Dataset entries:
◇ ◇ ◇ ◇ ◇

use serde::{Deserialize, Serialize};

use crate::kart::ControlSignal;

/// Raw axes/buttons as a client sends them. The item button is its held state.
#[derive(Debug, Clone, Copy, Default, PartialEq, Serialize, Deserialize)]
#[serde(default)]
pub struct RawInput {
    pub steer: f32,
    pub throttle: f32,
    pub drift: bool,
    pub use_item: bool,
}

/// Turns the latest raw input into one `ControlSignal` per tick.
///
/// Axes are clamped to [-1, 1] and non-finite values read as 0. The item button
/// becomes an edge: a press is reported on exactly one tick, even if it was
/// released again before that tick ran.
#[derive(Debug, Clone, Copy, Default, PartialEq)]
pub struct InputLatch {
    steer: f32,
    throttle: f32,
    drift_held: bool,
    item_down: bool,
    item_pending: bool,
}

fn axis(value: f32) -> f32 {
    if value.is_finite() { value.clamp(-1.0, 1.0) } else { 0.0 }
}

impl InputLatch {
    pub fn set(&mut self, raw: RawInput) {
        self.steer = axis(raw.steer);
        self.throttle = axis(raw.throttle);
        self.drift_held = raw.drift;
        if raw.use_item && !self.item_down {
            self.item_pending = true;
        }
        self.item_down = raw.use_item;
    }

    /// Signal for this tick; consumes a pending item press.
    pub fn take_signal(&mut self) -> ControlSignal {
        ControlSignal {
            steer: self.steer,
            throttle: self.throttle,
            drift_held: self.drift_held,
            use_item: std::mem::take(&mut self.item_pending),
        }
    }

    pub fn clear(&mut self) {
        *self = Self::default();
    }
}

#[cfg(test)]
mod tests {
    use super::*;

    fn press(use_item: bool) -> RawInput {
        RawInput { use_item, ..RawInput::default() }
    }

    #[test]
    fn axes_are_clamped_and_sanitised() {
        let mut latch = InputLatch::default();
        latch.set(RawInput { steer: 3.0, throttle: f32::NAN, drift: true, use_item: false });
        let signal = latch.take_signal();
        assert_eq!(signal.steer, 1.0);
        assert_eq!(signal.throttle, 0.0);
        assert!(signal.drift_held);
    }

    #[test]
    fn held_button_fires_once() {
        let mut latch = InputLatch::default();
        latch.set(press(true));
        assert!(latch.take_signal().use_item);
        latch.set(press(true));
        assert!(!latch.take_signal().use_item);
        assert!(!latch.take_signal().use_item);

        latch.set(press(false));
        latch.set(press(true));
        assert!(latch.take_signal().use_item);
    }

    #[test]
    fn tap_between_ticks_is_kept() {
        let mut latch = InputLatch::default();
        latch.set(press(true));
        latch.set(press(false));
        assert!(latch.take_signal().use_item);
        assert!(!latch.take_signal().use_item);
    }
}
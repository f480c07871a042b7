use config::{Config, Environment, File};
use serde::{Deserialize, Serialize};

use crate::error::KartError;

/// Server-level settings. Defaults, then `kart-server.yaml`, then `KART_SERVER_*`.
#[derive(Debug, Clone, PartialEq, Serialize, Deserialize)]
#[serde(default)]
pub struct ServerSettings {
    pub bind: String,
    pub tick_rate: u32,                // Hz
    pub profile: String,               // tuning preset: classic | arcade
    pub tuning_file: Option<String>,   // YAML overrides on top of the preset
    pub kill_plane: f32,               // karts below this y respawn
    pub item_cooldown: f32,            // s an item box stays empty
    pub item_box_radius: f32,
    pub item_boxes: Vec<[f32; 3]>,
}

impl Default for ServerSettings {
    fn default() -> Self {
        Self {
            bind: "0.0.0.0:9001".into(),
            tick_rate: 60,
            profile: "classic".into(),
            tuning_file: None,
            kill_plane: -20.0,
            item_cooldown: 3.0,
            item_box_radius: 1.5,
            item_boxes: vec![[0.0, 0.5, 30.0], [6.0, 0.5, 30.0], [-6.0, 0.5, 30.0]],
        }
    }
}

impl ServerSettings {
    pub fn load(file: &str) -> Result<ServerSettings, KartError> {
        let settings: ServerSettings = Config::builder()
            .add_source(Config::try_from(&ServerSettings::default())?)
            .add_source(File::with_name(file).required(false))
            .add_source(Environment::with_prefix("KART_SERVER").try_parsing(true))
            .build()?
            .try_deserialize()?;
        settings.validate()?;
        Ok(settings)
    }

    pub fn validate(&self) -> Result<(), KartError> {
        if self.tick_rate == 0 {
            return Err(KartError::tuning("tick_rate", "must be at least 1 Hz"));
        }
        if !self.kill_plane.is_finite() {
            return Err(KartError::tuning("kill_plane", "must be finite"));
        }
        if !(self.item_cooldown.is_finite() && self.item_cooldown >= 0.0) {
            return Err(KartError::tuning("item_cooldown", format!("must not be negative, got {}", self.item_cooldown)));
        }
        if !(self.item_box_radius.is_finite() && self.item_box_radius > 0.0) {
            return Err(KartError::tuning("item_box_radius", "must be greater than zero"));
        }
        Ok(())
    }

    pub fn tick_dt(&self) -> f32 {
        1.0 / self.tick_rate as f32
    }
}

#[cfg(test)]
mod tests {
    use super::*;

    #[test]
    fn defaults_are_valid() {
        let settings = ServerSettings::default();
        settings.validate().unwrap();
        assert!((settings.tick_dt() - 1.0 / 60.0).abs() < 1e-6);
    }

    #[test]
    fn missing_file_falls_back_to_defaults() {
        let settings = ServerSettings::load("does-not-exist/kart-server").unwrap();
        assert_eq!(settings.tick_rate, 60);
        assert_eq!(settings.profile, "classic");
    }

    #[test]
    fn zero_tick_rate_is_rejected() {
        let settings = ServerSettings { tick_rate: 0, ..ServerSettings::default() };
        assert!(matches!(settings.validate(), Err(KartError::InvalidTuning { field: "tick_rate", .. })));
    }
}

◇ ◇ ◇ ◇ ◇

▸ TASK REQUIREMENTS: All records should be returned verbatim, none left out.

▸ RESPONSE:
use serde::{Deserialize, Serialize};

use crate::kart::ControlSignal;

/// Raw axes/buttons as a client sends them. The item button is its held state.
#[derive(Debug, Clone, Copy, Default, PartialEq, Serialize, Deserialize)]
#[serde(default)]
pub struct RawInput {
    pub steer: f32,
    pub throttle: f32,
    pub drift: bool,
    pub use_item: bool,
}

/// Turns the latest raw input into one `ControlSignal` per tick.
///
/// Axes are clamped to [-1, 1] and non-finite values read as 0. The item button
/// becomes an edge: a press is reported on exactly one tick, even if it was
/// released again before that tick ran.
#[derive(Debug, Clone, Copy, Default, PartialEq)]
pub struct InputLatch {
    steer: f32,
    throttle: f32,
    drift_held: bool,
    item_down: bool,
    item_pending: bool,
}

fn axis(value: f32) -> f32 {
    if value.is_finite() { value.clamp(-1.0, 1.0) } else { 0.0 }
}

impl InputLatch {
    pub fn set(&mut self, raw: RawInput) {
        self.steer = axis(raw.steer);
        self.throttle = axis(raw.throttle);
        self.drift_held = raw.drift;
        if raw.use_item && !self.item_down {
            self.item_pending = true;
        }
        self.item_down = raw.use_item;
    }

    /// Signal for this tick; consumes a pending item press.
    pub fn take_signal(&mut self) -> ControlSignal {
        ControlSignal {
            steer: self.steer,
            throttle: self.throttle,
            drift_held: self.drift_held,
            use_item: std::mem::take(&mut self.item_pending),
        }
    }

    pub fn clear(&mut self) {
        *self = Self::default();
    }
}

#[cfg(test)]
mod tests {
    use super::*;

    fn press(use_item: bool) -> RawInput {
        RawInput { use_item, ..RawInput::default() }
    }

    #[test]
    fn axes_are_clamped_and_sanitised() {
        let mut latch = InputLatch::default();
        latch.set(RawInput { steer: 3.0, throttle: f32::NAN, drift: true, use_item: false });
        let signal = latch.take_signal();
        assert_eq!(signal.steer, 1.0);
        assert_eq!(signal.throttle, 0.0);
        assert!(signal.drift_held);
    }

    #[test]
    fn held_button_fires_once() {
        let mut latch = InputLatch::default();
        latch.set(press(true));
        assert!(latch.take_signal().use_item);
        latch.set(press(true));
        assert!(!latch.take_signal().use_item);
        assert!(!latch.take_signal().use_item);

        latch.set(press(false));
        latch.set(press(true));
        assert!(latch.take_signal().use_item);
    }

    #[test]
    fn tap_between_ticks_is_kept() {
        let mut latch = InputLatch::default();
        latch.set(press(true));
        latch.set(press(false));
        assert!(latch.take_signal().use_item);
        assert!(!latch.take_signal().use_item);
    }
}
repository f480c07871a042b7
use config::{Config, Environment, File};
use serde::{Deserialize, Serialize};

use crate::error::KartError;

/// Server-level settings. Defaults, then `kart-server.yaml`, then `KART_SERVER_*`.
#[derive(Debug, Clone, PartialEq, Serialize, Deserialize)]
#[serde(default)]
pub struct ServerSettings {
    pub bind: String,
    pub tick_rate: u32,                // Hz
    pub profile: String,               // tuning preset: classic | arcade
    pub tuning_file: Option<String>,   // YAML overrides on top of the preset
    pub kill_plane: f32,               // karts below this y respawn
    pub item_cooldown: f32,            // s an item box stays empty
    pub item_box_radius: f32,
    pub item_boxes: Vec<[f32; 3]>,
}

impl Default for ServerSettings {
    fn default() -> Self {
        Self {
            bind: "0.0.0.0:9001".into(),
            tick_rate: 60,
            profile: "classic".into(),
            tuning_file: None,
            kill_plane: -20.0,
            item_cooldown: 3.0,
            item_box_radius: 1.5,
            item_boxes: vec![[0.0, 0.5, 30.0], [6.0, 0.5, 30.0], [-6.0, 0.5, 30.0]],
        }
    }
}

impl ServerSettings {
    pub fn load(file: &str) -> Result<ServerSettings, KartError> {
        let settings: ServerSettings = Config::builder()
            .add_source(Config::try_from(&ServerSettings::default())?)
            .add_source(File::with_name(file).required(false))
            .add_source(Environment::with_prefix("KART_SERVER").try_parsing(true))
            .build()?
            .try_deserialize()?;
        settings.validate()?;
        Ok(settings)
    }

    pub fn validate(&self) -> Result<(), KartError> {
        if self.tick_rate == 0 {
            return Err(KartError::tuning("tick_rate", "must be at least 1 Hz"));
        }
        if !self.kill_plane.is_finite() {
            return Err(KartError::tuning("kill_plane", "must be finite"));
        }
        if !(self.item_cooldown.is_finite() && self.item_cooldown >= 0.0) {
            return Err(KartError::tuning("item_cooldown", format!("must not be negative, got {}", self.item_cooldown)));
        }
        if !(self.item_box_radius.is_finite() && self.item_box_radius > 0.0) {
            return Err(KartError::tuning("item_box_radius", "must be greater than zero"));
        }
        Ok(())
    }

    pub fn tick_dt(&self) -> f32 {
        1.0 / self.tick_rate as f32
    }
}

#[cfg(test)]
mod tests {
    use super::*;

    #[test]
    fn defaults_are_valid() {
        let settings = ServerSettings::default();
        settings.validate().unwrap();
        assert!((settings.tick_dt() - 1.0 / 60.0).abs() < 1e-6);
    }

    #[test]
    fn missing_file_falls_back_to_defaults() {
        let settings = ServerSettings::load("does-not-exist/kart-server").unwrap();
        assert_eq!(settings.tick_rate, 60);
        assert_eq!(settings.profile, "classic");
    }

    #[test]
    fn zero_tick_rate_is_rejected() {
        let settings = ServerSettings { tick_rate: 0, ..ServerSettings::default() };
        assert!(matches!(settings.validate(), Err(KartError::InvalidTuning { field: "tick_rate", .. })));
    }
}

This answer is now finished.